ロームは10日、2025年度を最終年度とする新中期経営計画「ムービング・フォワード・トゥ・2025」を策定したと発表した。「車載」「海外」での成長とさらなる成長への基盤づくりをキーワードに、2年以内に過去最高の売上高を更新するとともに年平均5・5%増を計画、25年度には20年度比30・6%増となる4700億円を目指す。

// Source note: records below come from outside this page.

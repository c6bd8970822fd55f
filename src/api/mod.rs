pub mod auth;
pub mod guest;
pub mod http;

use std::sync::Arc;
use std::time::Duration;

use async_trait::async_trait;
use log::info;
use serde::{Deserialize, Serialize};
use thiserror::Error;

use crate::cli::Args;
use crate::models::doctor::DoctorSummary;

/// Body of `POST /api/chat`. Coordinate fields are serialized even when
/// unresolved: the backend expects explicit nulls, not missing keys.
#[derive(Clone, Debug, Serialize, Deserialize)]
pub struct ChatRequest {
    pub message: String,
    pub latitude: Option<f64>,
    pub longitude: Option<f64>,
}

/// One segment of a structured assistant reply. A tag outside this set fails
/// deserialization rather than being silently dropped.
#[derive(Clone, Debug, Serialize, Deserialize)]
#[serde(tag = "type", content = "content")]
pub enum ResponsePart {
    #[serde(rename = "text")]
    Text(String),
    #[serde(rename = "doctors")]
    Doctors(Vec<DoctorSummary>),
}

/// Chat endpoint response body. Successful replies carry `bot_response_parts`;
/// failures carry an optional explanation in `message`. A reply flagged
/// successful but missing the parts array is treated as a failure.
#[derive(Clone, Debug, Serialize, Deserialize)]
pub struct ChatResponse {
    pub success: bool,
    pub bot_response_parts: Option<Vec<ResponsePart>>,
    pub message: Option<String>,
}

/// Failures surfaced by the REST clients. `Unauthorized` stays separate from
/// the other status codes because it must trigger re-authentication instead
/// of an in-chat fallback.
#[derive(Debug, Error)]
pub enum ApiError {
    #[error("authentication rejected (401)")]
    Unauthorized,
    #[error("backend returned status {status}")]
    Status { status: u16, message: Option<String> },
    #[error("request failed: {0}")]
    Transport(#[from] reqwest::Error),
    #[error("malformed response body: {0}")]
    Payload(#[from] serde_json::Error),
}

/// A source of assistant replies. Signed-in sessions talk to the SymptoSeek
/// backend over HTTP; sessions without a token get local canned guidance.
#[async_trait]
pub trait ChatBackend: Send + Sync {
    async fn send_message(&self, request: &ChatRequest) -> Result<ChatResponse, ApiError>;
}

pub fn new_backend(args: &Args) -> Result<Arc<dyn ChatBackend>, ApiError> {
    let timeout = Duration::from_secs(args.request_timeout_secs);
    match args.token.as_deref().filter(|token| !token.is_empty()) {
        Some(token) => {
            info!("Chat backend: SymptoSeek API at {}", args.api_base_url);
            let backend = http::HttpChatBackend::new(args.api_base_url.as_str(), token, timeout)?;
            Ok(Arc::new(backend))
        }
        None => {
            info!("Chat backend: guest mode (no session token configured)");
            Ok(Arc::new(guest::GuestChatBackend::new()))
        }
    }
}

 新中計では成長戦略として、パワーデバイスや車載LSIを中心に売り上げを伸長させる。LSIでは電動車向け商品を強化して海外での車載供給を拡大、小型化・高効率商品で民生用を維持していく。また、半導体素子では、技術力や供給対応力、生産力でSiC市場でシェア30%獲得を目指す。さらに、自動運転支援モジュールやセキュリティー向けセンシングデバイスに注力する。

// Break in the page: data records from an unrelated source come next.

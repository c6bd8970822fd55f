use async_trait::async_trait;
use rand::seq::IndexedRandom;

use super::{ApiError, ChatBackend, ChatRequest, ChatResponse, ResponsePart};

/// General guidance served to sessions without a token. Every reply steers
/// the user toward creating an account.
const GUEST_REPLIES: [&str; 5] = [
    "I can help you with basic health information. For personalized advice and doctor recommendations, please sign up or log in.",
    "Based on your symptoms, I'd recommend consulting with a healthcare professional. Sign up to get personalized doctor recommendations in your area.",
    "I can provide general health guidance. For detailed analysis and local doctor suggestions, please create an account.",
    "That sounds concerning. While I can offer general advice, I'd strongly recommend seeing a doctor. Sign up to find qualified doctors near you.",
    "I understand your concern. For comprehensive health analysis and personalized recommendations, please create a free account.",
];

/// Offline stand-in for the chat backend used when no session token is
/// configured.
pub struct GuestChatBackend;

impl GuestChatBackend {
    pub fn new() -> Self {
        Self
    }
}

impl Default for GuestChatBackend {
    fn default() -> Self {
        Self::new()
    }
}

#[async_trait]
impl ChatBackend for GuestChatBackend {
    async fn send_message(&self, _request: &ChatRequest) -> Result<ChatResponse, ApiError> {
        let reply = GUEST_REPLIES
            .choose(&mut rand::rng())
            .copied()
            .unwrap_or(GUEST_REPLIES[0]);
        Ok(ChatResponse {
            success: true,
            bot_response_parts: Some(vec![ResponsePart::Text(reply.to_string())]),
            message: None,
        })
    }
}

 一方、非財務目標として、温室ガス排出量を30年度に30%削減(18年度比)する目標や、グローバル女性管理職比率15%の達成、品質満足度スコア10㌽改善(20年度比)などを掲げた。

 同社では昨年6月、30年の目指す姿として、商品を通して「省エネ」「小型化」に寄与し、社会課題解決に貢献する「経営ビジョン」を策定、今回の新中計は10年後の飛躍的成長を見据えて、一層強固な経営基盤を構築するための5カ年計画としている。